Pozo Azul consiguió una respuesta: el CGE garantiza la continuidad educativa en los hogares

Después de meses de reclamos, movilización y un enorme esfuerzo comunitario, las familias de San Isidro, en Pozo Azul, lograron un importante avance en la defensa del derecho a la educación de sus hijos.
A través de la Resolución N.º 3643, con fecha 29 de junio de 2026, el Consejo General de Educación de Misiones autorizó la implementación de la modalidad de Educación Hospitalaria y Domiciliaria, garantizando que los estudiantes puedan continuar sus trayectorias escolares recibiendo clases de lunes a viernes en sus propios hogares.
La resolución establece la creación de los cargos docentes necesarios para llevar adelante esta modalidad educativa, que funcionará de manera transitoria hasta el 18 de diciembre de 2026, como respuesta a la necesidad de garantizar el acceso a la educación de los niños de la comunidad.
Este logro no llegó por casualidad. Es el resultado de una comunidad organizada que nunca dejó de reclamar una solución. Padres, madres y vecinos sostuvieron durante meses una lucha pacífica, convencidos de que ningún niño puede quedarse sin estudiar por la falta de respuestas del Estado.
Aunque esta medida representa un paso muy importante, las familias tienen claro que no es el objetivo final. Mientras los alumnos reciben clases en sus domicilios, la comunidad continúa trabajando con recursos propios en la construcción de la futura escuelita. Entre todos siguen colocando machimbre, instalando cielo raso, consiguiendo mesas, sillas y materiales, demostrando que la educación también se construye con compromiso, solidaridad y trabajo colectivo.
Desde la comunidad agradecieron a todas las personas que acompañaron este proceso: quienes realizaron donaciones de dinero, libros y materiales, quienes difundieron el reclamo y quienes estuvieron presentes en cada instancia de esta lucha.

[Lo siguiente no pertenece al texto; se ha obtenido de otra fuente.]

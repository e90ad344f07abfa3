use std::sync::Arc;

use crate::config::AppConfig;
use crate::domain::pattern::PatternSet;
use crate::services::{IssueTrackerService, VersionControlService};

#[derive(Clone)]
pub struct AppContext {
    pub config: AppConfig,
    pub patterns: PatternSet,
    pub version_control: Arc<dyn VersionControlService>,
    pub issue_tracker: Arc<dyn IssueTrackerService>,
}

impl AppContext {
    pub fn new(
        config: AppConfig,
        patterns: PatternSet,
        version_control: Arc<dyn VersionControlService>,
        issue_tracker: Arc<dyn IssueTrackerService>,
    ) -> Self {
        Self {
            config,
            patterns,
            version_control,
            issue_tracker,
        }
    }
}
use std::fs;
use std::path::PathBuf;

use tracing::debug;

use crate::context::AppContext;
use crate::domain::message::CommitMessage;
use crate::error::AppResult;
use crate::workflow::validate::{ValidationReport, validate_commit_message};

#[derive(Debug, Clone)]
pub struct ValidateCommandArgs {
    pub commit_file: PathBuf,
}

pub async fn run(ctx: &AppContext, args: ValidateCommandArgs) -> AppResult<ValidationReport> {
    let message = CommitMessage::new(fs::read_to_string(&args.commit_file)?);

    if let Some(platform) = &ctx.config.platform {
        if ctx.issue_tracker.is_noop() {
            eprintln!(
                "Warning: ticket platform '{platform}' is not supported (expected gitlab, github or azure); skipping ticket validation."
            );
        }
    }

    let report = validate_commit_message(ctx, &message).await?;

    match &report {
        ValidationReport::PlatformUnset { ticket } => {
            eprintln!(
                "Warning: validation of ticket {ticket} skipped because TICKET_PLATFORM is not set."
            );
            eprintln!(
                "Setting it is optional, but recommended to catch references to tickets that do not exist."
            );
            eprintln!("Run `ticket-hooks config show` to inspect the current configuration.");
        }
        ValidationReport::Skipped { ticket, reason } => {
            eprintln!("Warning: {reason}; ticket {ticket} was not checked.");
        }
        ValidationReport::Verified { ticket, platform } => {
            debug!(ticket = %ticket, platform = %platform, "ticket verified");
        }
    }

    Ok(report)
}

La educación domiciliaria constituye una solución transitoria que permite garantizar el derecho a aprender, pero la comunidad de San Isidro reafirma que continuará luchando hasta lograr una escuela con edificio propio, donde todos los niños puedan estudiar en condiciones dignas.
Este es un triunfo de la organización comunitaria. Un paso más hacia una educación que no debería depender de la insistencia de las familias, sino estar garantizada desde el primer día por el Estado. La lucha continúa, pero hoy Pozo Azul tiene un motivo para celebrar.